Il lavoro ora è precario, saltuario, a termine, ad incarico, a progetto, addirittura scivola nel volontariato spesso gratuito senza neppure il rimborso spese, quello a tempo indeterminato non esiste più se non in sacche residuali che vanno a sparire oppure con la nuova nozione di tempo indeterminato che mente a se stessa come è solito fare il neoliberismo, la contrattazione è sempre più individuale e, di fatto, si può venire licenziati e licenziate in qualsiasi momento. Ormai i lavoratori/trici perdono quasi tutti i processi intentati contro il datore di lavoro e se avviene la reintegrazione dopo una sentenza del tribunale questa viene bellamente disattesa in mille modi. Gli orari sono molto variabili, i gruppi di lavoro non si conoscono, il rinnovo del contratto è in funzione della disponibilità e della dedizione, non c’è più trasmissione del sapere da una generazione all’altra, quella trasmissione di conoscenze che era anche trasmissione di valori. Il luogo di lavoro non è più momento di socialità, di rapporto, di crescita culturale nello scambio reciproco delle esperienze e di crescita politica.
Ma tutto ciò non è ancora sufficiente a rendere l’idea del cambiamento epocale che è avvenuto sotto i nostri occhi perché la caratteristica attuale del lavoro è di essere sempre più incerto, inafferrabile, volatile. Sono sempre di più le persone che lavorano per poco tempo e passano lunghi periodi alla ricerca affannosa di un altro posto oppure sono tantissime le persone che si sono rassegnate e non cercano più niente ma vivono come possono. Situazione aggravata dal fatto che la società neoliberista ha aggredito e aggredisce con una pervicacia e una determinazione degna di miglior causa le economie marginali attraverso campagne di vera e propria persecuzione: parcheggiatori abusivi, venditori con i loro teli distesi sul marciapiedi, suonatori e artisti di strada, piccoli artigiani che confezionano i loro oggetti ai margini dei mercati. Perfino chi rovista nell’immondizia alla ricerca di oggetti da sistemare e rivendere è demonizzato come gli untori di medioevale memoria. Tutto questo chiaramente in nome dell’igiene, della pericolosità sociale, del mancato pagamento delle tasse, degli oggetti non omologati e via discorrendo.
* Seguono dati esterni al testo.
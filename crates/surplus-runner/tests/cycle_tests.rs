//! Cycle behaviour against in-process fakes.

use std::path::Path;
use std::sync::Mutex;
use std::time::Duration;

use async_trait::async_trait;
use surplus_core::{
    BillingBlock, BillingSnapshot, ExecutionResult, Task, TaskQueue, TaskStatus, TelemetryModel, Thresholds,
    UsageSnapshot, UsageWindow, WindowSnapshot,
};
use surplus_runner::{Cycle, CycleOutcome, TaskExecutor};
use surplus_storage::{HistoryFile, QueueFile};
use surplus_telemetry::{TelemetryError, UsageSource};

struct FakeSource(Option<UsageSnapshot>);

#[async_trait]
impl UsageSource for FakeSource {
    fn model(&self) -> TelemetryModel {
        match &self.0 {
            Some(s) => s.model(),
            None => TelemetryModel::RateLimit,
        }
    }

    async fn fetch(&self) -> Result<UsageSnapshot, TelemetryError> {
        self.0
            .clone()
            .ok_or_else(|| TelemetryError::Malformed("fake outage".into()))
    }
}

/// Records what it was asked to run and the queue status it saw meanwhile.
struct FakeExecutor {
    succeed: bool,
    queue: QueueFile,
    remove_task_during_run: bool,
    calls: Mutex<Vec<(String, Option<f64>, Option<TaskStatus>)>>,
}

impl FakeExecutor {
    fn new(queue: &QueueFile, succeed: bool) -> Self {
        Self {
            succeed,
            queue: queue.clone(),
            remove_task_during_run: false,
            calls: Mutex::new(vec![]),
        }
    }
}

#[async_trait]
impl TaskExecutor for FakeExecutor {
    async fn run(&self, task: &Task, budget: Option<f64>) -> ExecutionResult {
        let mut q = self.queue.load().unwrap();
        let seen = q.get(&task.id).map(|t| t.status);
        if self.remove_task_during_run {
            q.tasks.retain(|t| t.id != task.id);
            self.queue.save(&q).unwrap();
        }
        self.calls.lock().unwrap().push((task.id.clone(), budget, seen));
        if self.succeed {
            ExecutionResult {
                success: true,
                cost_usd: Some(0.42),
                duration_ms: 5,
                error: None,
                raw_output: serde_json::json!({"result": "ok"}),
                exit_code: Some(0),
            }
        } else {
            ExecutionResult::failed("exit 1: boom", 5)
        }
    }
}

fn window_snapshot(utilization: f64) -> UsageSnapshot {
    let mut snap = WindowSnapshot::default();
    snap.windows.insert(
        "5h".into(),
        UsageWindow { utilization, status: "allowed".into(), reset_at: None },
    );
    UsageSnapshot::RateLimit(snap)
}

fn write_queue(path: &Path, repeat: bool) -> QueueFile {
    let mut a = Task::new("alpha", "Alpha", "do alpha");
    a.status = TaskStatus::On;
    a.priority = 1;
    a.repeat = repeat;
    let mut b = Task::new("beta", "Beta", "do beta");
    b.status = TaskStatus::Off;
    let q = QueueFile::new(path);
    q.save(&TaskQueue::new(vec![a, b])).unwrap();
    q
}

fn status_of(q: &QueueFile, id: &str) -> Option<TaskStatus> {
    q.load().unwrap().get(id).map(|t| t.status)
}

struct Fixture {
    _dir: tempfile::TempDir,
    queue: QueueFile,
    history: HistoryFile,
    thresholds: Thresholds,
}

fn fixture(repeat: bool) -> Fixture {
    let dir = tempfile::tempdir().unwrap();
    let queue = write_queue(&dir.path().join("tasks.json"), repeat);
    let history = HistoryFile::new(dir.path().join("history.json"));
    Fixture { _dir: dir, queue, history, thresholds: Thresholds::default() }
}

impl Fixture {
    fn cycle<'a>(&'a self, source: &'a FakeSource, executor: &'a FakeExecutor) -> Cycle<'a> {
        Cycle {
            source,
            executor,
            queue: &self.queue,
            history: &self.history,
            thresholds: &self.thresholds,
            telemetry_timeout: Duration::from_secs(5),
        }
    }
}

#[tokio::test]
async fn dry_run_touches_nothing() {
    let f = fixture(false);
    std::fs::write(f.history.path(), "[]\n").unwrap();
    let source = FakeSource(Some(window_snapshot(0.5)));
    let exec = FakeExecutor::new(&f.queue, true);

    let queue_before = std::fs::read(f.queue.path()).unwrap();
    let history_before = std::fs::read(f.history.path()).unwrap();

    let outcome = f.cycle(&source, &exec).run(true).await;
    let CycleOutcome::DryRun { task, decision } = outcome else {
        panic!("expected dry run, got {outcome:?}");
    };
    assert_eq!(task.id, "alpha");
    assert!(decision.should_run);

    assert_eq!(std::fs::read(f.queue.path()).unwrap(), queue_before);
    assert_eq!(std::fs::read(f.history.path()).unwrap(), history_before);
    assert!(exec.calls.lock().unwrap().is_empty());
}

#[tokio::test]
async fn repeating_task_goes_running_then_back_on() {
    let f = fixture(true);
    let source = FakeSource(Some(window_snapshot(0.3)));
    let exec = FakeExecutor::new(&f.queue, true);

    let outcome = f.cycle(&source, &exec).run(false).await;
    let CycleOutcome::Executed { new_status, result, .. } = outcome else {
        panic!("expected execution, got {outcome:?}");
    };
    assert!(result.success);
    assert_eq!(new_status, TaskStatus::On);

    let calls = exec.calls.lock().unwrap();
    assert_eq!(calls.len(), 1);
    assert_eq!(calls[0].2, Some(TaskStatus::Running));
    assert_eq!(status_of(&f.queue, "alpha"), Some(TaskStatus::On));
    assert_eq!(status_of(&f.queue, "beta"), Some(TaskStatus::Off));

    let history = f.history.recent(10).unwrap();
    assert_eq!(history.len(), 1);
    assert_eq!(history[0].task_id, "alpha");
    assert_eq!(history[0].cost_usd, Some(0.42));
}

#[tokio::test]
async fn failure_marks_task_failed_and_is_recorded() {
    let f = fixture(true);
    let source = FakeSource(Some(window_snapshot(0.3)));
    let exec = FakeExecutor::new(&f.queue, false);

    let outcome = f.cycle(&source, &exec).run(false).await;
    assert!(matches!(outcome, CycleOutcome::Executed { new_status: TaskStatus::Failed, .. }));
    assert_eq!(status_of(&f.queue, "alpha"), Some(TaskStatus::Failed));

    let history = f.history.recent(10).unwrap();
    assert!(!history[0].success);
    assert_eq!(history[0].error.as_deref(), Some("exit 1: boom"));

    // a failed task is not picked again
    let again = f.cycle(&source, &exec).run(false).await;
    assert!(matches!(again, CycleOutcome::NoTask { .. }));
}

#[tokio::test]
async fn telemetry_outage_skips_without_side_effects() {
    let f = fixture(false);
    let source = FakeSource(None);
    let exec = FakeExecutor::new(&f.queue, true);
    let before = std::fs::read(f.queue.path()).unwrap();

    let outcome = f.cycle(&source, &exec).run(false).await;
    let CycleOutcome::Skipped { reason } = outcome else {
        panic!("expected skip, got {outcome:?}");
    };
    assert!(reason.contains("unavailable"), "{reason}");
    assert_eq!(std::fs::read(f.queue.path()).unwrap(), before);
    assert!(!f.history.path().exists());
}

#[tokio::test]
async fn busy_window_skips_with_numbers() {
    let f = fixture(false);
    let source = FakeSource(Some(window_snapshot(0.93)));
    let exec = FakeExecutor::new(&f.queue, true);

    let CycleOutcome::Skipped { reason } = f.cycle(&source, &exec).run(false).await else {
        panic!("expected skip");
    };
    assert!(reason.contains("93.0%") && reason.contains("80.0%"), "{reason}");
    assert!(exec.calls.lock().unwrap().is_empty());
}

#[tokio::test]
async fn billing_budget_caps_uncapped_task() {
    let f = fixture(false);
    let source = FakeSource(Some(UsageSnapshot::Billing(BillingSnapshot {
        active_block: Some(BillingBlock { remaining_minutes: 200.0, total_cost: 6.5 }),
        weekly_cost: 20.0,
    })));
    let exec = FakeExecutor::new(&f.queue, true);

    let outcome = f.cycle(&source, &exec).run(false).await;
    assert!(matches!(outcome, CycleOutcome::Executed { new_status: TaskStatus::Done, .. }));
    assert_eq!(exec.calls.lock().unwrap()[0].1, Some(3.5));
}

#[tokio::test]
async fn task_removed_mid_run_does_not_break_cycle() {
    let f = fixture(false);
    let source = FakeSource(Some(window_snapshot(0.1)));
    let mut exec = FakeExecutor::new(&f.queue, true);
    exec.remove_task_during_run = true;

    let outcome = f.cycle(&source, &exec).run(false).await;
    assert!(matches!(outcome, CycleOutcome::Executed { .. }));
    let q = f.queue.load().unwrap();
    assert!(q.get("alpha").is_none());
    assert_eq!(q.tasks.len(), 1);
    assert_eq!(f.history.recent(10).unwrap().len(), 1);
}

#[tokio::test]
async fn empty_queue_is_no_task() {
    let dir = tempfile::tempdir().unwrap();
    let f = Fixture {
        queue: QueueFile::new(dir.path().join("missing.json")),
        history: HistoryFile::new(dir.path().join("history.json")),
        thresholds: Thresholds::default(),
        _dir: dir,
    };
    let source = FakeSource(Some(window_snapshot(0.1)));
    let exec = FakeExecutor::new(&f.queue, true);

    let CycleOutcome::NoTask { reason } = f.cycle(&source, &exec).run(false).await else {
        panic!("expected no task");
    };
    assert!(reason.contains("0 queued"), "{reason}");
    assert!(!f.queue.path().exists());
}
La robotizzazione e la tecnologizzazione stanno camminando a ritmi serrati, il lavoro viene sostituito sempre più dalla meccanizzazione. Da una parte è controllatissimo e i ritmi sono già dei ritmi robotici applicati agli umani, dall’altra sostituisce anche gli atti della vita quotidiana: i supermercati senza cassiere come sono già le banche, le automobili senza autista, gli sportelli degli uffici pubblici on line. Tutto questo emargina tra l’altro una grossa fetta della popolazione che non ha le capacità tecniche, i mezzi materiali, la preparazione adeguata.
Si sta costituendo il passaggio da una società in cui l’importanza dell’essere umano non era riconosciuta ad una società imperniata sull’inutilità dell’essere umano. L’essere umano è comunque insufficiente e carente, deve essere manipolato, modificato, ristrutturato, ricostruito o anche creato ex novo ad uso e consumo dei nuovi desideri e necessità dell’ attuale fase imperialista del capitale.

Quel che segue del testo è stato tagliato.